PROBLEM
Working through the records below, count the lines that include "once". The reply is that number alone.

GIVEN INFORMATION

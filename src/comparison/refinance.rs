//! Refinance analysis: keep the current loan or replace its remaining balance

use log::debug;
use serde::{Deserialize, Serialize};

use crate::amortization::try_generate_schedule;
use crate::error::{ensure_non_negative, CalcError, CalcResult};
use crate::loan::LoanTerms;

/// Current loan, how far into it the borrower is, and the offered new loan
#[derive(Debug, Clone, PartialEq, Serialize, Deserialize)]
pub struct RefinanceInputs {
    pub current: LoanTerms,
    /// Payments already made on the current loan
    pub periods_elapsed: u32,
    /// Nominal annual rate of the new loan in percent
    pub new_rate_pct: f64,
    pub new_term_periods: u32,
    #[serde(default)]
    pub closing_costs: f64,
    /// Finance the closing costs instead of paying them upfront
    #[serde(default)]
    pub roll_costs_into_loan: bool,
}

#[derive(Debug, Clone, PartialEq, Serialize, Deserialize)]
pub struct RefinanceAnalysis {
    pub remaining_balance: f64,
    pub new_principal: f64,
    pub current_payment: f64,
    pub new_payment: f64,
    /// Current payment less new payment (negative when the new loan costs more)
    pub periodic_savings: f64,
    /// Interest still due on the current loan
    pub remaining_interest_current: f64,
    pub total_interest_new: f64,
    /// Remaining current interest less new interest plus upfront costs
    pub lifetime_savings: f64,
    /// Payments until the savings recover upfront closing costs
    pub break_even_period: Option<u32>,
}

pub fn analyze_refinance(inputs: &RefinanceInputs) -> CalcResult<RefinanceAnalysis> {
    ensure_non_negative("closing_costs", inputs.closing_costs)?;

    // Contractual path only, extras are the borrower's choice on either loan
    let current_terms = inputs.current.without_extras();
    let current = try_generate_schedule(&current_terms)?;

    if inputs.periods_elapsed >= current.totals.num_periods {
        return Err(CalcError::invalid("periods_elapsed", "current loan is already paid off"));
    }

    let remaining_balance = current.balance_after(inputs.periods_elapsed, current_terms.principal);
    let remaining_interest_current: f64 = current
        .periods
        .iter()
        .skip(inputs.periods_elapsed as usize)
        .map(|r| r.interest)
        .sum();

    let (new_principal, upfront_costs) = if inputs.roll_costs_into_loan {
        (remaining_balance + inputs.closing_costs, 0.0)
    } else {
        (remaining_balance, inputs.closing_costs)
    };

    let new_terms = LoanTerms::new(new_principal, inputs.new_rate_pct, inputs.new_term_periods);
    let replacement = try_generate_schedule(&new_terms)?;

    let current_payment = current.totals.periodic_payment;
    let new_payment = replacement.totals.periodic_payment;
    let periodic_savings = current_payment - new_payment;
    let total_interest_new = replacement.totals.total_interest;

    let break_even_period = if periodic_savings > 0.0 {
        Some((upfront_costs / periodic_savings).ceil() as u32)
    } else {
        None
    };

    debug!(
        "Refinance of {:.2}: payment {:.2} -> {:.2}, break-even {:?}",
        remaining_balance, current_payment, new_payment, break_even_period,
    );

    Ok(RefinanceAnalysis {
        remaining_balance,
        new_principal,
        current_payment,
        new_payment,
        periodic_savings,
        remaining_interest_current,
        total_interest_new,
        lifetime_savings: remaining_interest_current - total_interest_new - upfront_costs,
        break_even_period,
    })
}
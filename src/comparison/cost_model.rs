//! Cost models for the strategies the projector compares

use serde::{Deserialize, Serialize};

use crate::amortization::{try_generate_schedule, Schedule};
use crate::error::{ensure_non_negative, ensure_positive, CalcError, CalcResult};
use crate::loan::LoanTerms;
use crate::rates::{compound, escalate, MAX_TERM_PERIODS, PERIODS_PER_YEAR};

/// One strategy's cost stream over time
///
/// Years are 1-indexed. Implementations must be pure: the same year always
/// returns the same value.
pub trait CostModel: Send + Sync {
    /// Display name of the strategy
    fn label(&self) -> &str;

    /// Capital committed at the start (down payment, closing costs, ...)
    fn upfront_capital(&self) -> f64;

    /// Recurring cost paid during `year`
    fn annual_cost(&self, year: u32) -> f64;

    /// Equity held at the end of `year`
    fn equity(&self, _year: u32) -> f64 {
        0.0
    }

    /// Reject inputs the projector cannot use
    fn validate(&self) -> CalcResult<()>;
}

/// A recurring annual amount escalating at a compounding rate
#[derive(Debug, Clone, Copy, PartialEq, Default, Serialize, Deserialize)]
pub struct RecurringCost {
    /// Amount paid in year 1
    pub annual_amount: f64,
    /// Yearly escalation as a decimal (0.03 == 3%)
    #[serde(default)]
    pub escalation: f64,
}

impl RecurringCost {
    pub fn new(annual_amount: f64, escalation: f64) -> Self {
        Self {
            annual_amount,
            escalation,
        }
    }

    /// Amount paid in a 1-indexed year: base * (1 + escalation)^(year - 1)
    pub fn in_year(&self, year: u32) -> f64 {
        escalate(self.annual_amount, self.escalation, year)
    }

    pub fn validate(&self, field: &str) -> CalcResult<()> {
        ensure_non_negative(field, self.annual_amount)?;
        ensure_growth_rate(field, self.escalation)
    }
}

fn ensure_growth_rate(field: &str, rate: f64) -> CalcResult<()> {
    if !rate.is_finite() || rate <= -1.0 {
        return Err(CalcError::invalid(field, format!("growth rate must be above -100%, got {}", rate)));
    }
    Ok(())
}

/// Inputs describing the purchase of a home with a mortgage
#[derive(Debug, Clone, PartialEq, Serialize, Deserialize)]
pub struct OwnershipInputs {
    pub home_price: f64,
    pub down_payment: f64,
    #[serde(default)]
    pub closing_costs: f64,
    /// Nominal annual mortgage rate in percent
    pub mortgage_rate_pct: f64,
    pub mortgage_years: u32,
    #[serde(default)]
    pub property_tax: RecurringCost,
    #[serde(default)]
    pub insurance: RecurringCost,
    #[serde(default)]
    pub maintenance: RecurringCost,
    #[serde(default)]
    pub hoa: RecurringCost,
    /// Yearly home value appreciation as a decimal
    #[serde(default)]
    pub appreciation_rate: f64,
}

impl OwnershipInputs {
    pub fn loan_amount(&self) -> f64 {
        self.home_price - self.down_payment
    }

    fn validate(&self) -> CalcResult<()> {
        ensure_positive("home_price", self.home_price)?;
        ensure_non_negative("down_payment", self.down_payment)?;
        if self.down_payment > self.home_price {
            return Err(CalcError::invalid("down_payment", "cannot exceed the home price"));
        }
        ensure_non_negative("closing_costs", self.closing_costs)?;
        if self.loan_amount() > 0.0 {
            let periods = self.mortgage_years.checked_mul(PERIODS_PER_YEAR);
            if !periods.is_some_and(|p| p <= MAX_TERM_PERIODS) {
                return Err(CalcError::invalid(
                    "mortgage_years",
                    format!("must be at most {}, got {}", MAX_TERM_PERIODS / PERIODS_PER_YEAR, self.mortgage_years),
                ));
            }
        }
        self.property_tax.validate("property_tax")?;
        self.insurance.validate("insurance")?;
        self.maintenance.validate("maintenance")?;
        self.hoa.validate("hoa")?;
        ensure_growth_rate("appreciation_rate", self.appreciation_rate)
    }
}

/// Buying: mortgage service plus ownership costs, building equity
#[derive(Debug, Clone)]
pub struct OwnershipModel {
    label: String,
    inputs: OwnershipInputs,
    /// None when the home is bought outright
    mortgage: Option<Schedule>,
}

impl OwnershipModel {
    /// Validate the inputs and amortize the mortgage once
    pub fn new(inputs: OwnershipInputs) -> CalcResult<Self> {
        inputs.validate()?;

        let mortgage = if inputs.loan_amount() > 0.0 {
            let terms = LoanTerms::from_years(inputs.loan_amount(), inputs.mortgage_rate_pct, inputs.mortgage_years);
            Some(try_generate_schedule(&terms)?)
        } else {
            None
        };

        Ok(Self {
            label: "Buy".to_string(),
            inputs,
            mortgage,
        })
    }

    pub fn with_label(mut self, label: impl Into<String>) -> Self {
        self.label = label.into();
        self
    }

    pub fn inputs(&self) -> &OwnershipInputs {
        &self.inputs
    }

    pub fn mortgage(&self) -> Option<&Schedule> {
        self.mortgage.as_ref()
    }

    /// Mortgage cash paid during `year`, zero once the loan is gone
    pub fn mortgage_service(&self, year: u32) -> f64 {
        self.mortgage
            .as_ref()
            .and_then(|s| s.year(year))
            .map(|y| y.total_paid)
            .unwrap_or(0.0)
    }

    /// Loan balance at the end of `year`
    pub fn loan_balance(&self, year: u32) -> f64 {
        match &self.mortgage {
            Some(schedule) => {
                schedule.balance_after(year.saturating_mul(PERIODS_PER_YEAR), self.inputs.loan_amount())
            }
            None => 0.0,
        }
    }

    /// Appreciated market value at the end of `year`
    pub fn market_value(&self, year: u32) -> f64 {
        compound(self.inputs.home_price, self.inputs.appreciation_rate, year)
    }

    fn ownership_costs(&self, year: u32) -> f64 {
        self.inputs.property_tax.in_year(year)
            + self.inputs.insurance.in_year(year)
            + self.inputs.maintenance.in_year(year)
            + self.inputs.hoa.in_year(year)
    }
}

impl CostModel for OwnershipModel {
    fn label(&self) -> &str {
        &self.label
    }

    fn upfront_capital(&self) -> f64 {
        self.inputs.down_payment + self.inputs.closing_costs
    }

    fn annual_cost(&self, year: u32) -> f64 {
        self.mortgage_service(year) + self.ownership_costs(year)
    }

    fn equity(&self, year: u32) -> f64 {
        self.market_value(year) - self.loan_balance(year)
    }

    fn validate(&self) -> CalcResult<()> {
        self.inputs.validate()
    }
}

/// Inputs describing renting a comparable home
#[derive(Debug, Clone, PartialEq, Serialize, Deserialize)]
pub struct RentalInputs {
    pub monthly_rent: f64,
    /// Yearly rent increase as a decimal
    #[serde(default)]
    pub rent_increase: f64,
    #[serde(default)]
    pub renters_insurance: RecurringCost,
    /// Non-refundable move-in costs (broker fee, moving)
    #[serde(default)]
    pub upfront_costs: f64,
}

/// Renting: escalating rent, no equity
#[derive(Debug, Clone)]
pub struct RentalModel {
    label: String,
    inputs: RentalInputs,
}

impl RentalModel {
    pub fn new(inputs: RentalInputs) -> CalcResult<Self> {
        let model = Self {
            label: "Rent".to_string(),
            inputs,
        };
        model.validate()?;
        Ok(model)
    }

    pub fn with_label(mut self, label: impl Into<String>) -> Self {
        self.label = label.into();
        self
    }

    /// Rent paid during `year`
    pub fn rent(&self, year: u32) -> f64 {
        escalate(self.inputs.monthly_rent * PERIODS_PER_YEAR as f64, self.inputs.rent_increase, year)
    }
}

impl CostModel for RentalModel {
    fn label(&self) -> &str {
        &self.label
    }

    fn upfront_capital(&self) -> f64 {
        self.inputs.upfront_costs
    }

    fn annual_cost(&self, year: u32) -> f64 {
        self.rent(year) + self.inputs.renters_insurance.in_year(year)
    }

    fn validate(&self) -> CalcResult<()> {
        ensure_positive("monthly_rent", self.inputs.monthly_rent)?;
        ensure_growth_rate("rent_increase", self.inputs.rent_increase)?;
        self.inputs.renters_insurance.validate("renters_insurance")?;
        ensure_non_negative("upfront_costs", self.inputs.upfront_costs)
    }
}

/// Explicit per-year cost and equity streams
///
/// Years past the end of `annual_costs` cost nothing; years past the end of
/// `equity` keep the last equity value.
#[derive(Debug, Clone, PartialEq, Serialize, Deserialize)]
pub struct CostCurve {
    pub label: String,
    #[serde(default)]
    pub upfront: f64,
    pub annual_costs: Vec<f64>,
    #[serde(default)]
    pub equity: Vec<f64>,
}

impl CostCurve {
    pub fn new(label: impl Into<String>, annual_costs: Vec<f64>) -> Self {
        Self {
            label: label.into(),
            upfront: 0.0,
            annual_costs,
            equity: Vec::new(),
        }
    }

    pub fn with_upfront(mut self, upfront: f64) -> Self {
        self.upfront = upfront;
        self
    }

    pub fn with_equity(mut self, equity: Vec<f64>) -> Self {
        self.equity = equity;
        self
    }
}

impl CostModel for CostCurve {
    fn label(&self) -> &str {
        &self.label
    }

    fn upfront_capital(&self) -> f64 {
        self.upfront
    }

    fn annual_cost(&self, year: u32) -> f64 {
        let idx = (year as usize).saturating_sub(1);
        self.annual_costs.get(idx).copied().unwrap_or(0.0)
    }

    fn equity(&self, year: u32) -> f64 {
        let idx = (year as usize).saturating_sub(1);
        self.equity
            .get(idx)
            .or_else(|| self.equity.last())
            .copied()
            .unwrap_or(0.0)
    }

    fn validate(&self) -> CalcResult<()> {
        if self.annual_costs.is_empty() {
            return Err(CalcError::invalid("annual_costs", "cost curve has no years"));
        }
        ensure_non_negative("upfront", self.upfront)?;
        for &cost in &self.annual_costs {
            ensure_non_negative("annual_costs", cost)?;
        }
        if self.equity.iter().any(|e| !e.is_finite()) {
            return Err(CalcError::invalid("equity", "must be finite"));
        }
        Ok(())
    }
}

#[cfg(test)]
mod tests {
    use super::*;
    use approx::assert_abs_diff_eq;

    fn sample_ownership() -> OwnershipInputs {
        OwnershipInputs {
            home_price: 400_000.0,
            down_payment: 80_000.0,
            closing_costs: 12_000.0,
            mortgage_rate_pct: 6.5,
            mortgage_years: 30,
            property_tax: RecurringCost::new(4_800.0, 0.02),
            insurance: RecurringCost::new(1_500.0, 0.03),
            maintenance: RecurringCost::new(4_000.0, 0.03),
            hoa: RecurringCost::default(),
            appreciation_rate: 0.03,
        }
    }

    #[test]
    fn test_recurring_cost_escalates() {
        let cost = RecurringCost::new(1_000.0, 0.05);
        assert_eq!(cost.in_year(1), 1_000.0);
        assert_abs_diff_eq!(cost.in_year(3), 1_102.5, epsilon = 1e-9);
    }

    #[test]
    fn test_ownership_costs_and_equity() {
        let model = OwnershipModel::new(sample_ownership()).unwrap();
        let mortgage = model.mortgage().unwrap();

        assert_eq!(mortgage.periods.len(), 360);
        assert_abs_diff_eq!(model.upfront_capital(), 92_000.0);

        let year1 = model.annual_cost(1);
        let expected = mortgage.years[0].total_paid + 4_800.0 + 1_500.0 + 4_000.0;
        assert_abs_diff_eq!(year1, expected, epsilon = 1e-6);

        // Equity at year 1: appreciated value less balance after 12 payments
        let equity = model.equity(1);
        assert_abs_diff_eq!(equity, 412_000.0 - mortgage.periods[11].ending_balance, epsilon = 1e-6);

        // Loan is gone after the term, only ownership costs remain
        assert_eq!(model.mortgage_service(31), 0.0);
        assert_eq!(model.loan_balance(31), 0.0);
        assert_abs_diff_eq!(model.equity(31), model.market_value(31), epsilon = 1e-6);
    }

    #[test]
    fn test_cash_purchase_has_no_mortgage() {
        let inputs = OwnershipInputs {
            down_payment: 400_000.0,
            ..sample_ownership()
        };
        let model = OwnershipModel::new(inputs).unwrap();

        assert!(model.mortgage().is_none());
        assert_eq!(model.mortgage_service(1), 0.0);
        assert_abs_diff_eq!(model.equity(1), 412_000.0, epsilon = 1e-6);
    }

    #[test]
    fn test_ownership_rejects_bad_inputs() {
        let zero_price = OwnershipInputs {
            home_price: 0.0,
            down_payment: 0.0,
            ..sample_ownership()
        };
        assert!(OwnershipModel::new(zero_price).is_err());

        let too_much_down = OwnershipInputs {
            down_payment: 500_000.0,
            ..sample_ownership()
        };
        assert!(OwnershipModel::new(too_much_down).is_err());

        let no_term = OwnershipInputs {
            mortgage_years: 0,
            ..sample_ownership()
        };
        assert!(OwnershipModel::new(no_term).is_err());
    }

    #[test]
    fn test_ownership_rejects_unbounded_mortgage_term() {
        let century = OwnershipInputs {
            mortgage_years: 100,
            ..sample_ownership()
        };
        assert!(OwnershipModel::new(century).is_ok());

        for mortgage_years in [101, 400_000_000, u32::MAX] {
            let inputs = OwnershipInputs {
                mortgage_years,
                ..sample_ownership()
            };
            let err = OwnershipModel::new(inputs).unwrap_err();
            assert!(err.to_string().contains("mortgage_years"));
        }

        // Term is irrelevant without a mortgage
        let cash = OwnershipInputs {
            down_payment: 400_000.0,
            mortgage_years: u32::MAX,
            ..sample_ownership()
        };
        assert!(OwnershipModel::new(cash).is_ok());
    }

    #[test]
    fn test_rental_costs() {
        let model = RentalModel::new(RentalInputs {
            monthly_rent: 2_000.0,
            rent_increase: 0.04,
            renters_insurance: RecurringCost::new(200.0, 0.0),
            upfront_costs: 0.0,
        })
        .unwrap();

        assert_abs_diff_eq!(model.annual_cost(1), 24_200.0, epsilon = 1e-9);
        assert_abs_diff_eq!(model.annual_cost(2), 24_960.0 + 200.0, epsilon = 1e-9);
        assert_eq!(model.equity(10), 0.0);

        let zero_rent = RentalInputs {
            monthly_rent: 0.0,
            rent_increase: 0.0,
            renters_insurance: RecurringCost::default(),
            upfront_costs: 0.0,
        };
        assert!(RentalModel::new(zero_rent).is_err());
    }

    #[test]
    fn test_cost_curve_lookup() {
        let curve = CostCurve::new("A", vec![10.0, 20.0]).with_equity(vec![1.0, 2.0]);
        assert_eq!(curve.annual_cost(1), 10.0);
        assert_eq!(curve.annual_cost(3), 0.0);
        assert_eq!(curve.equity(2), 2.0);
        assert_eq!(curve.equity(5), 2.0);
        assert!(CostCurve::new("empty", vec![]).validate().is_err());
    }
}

YOUR SOLUTION
2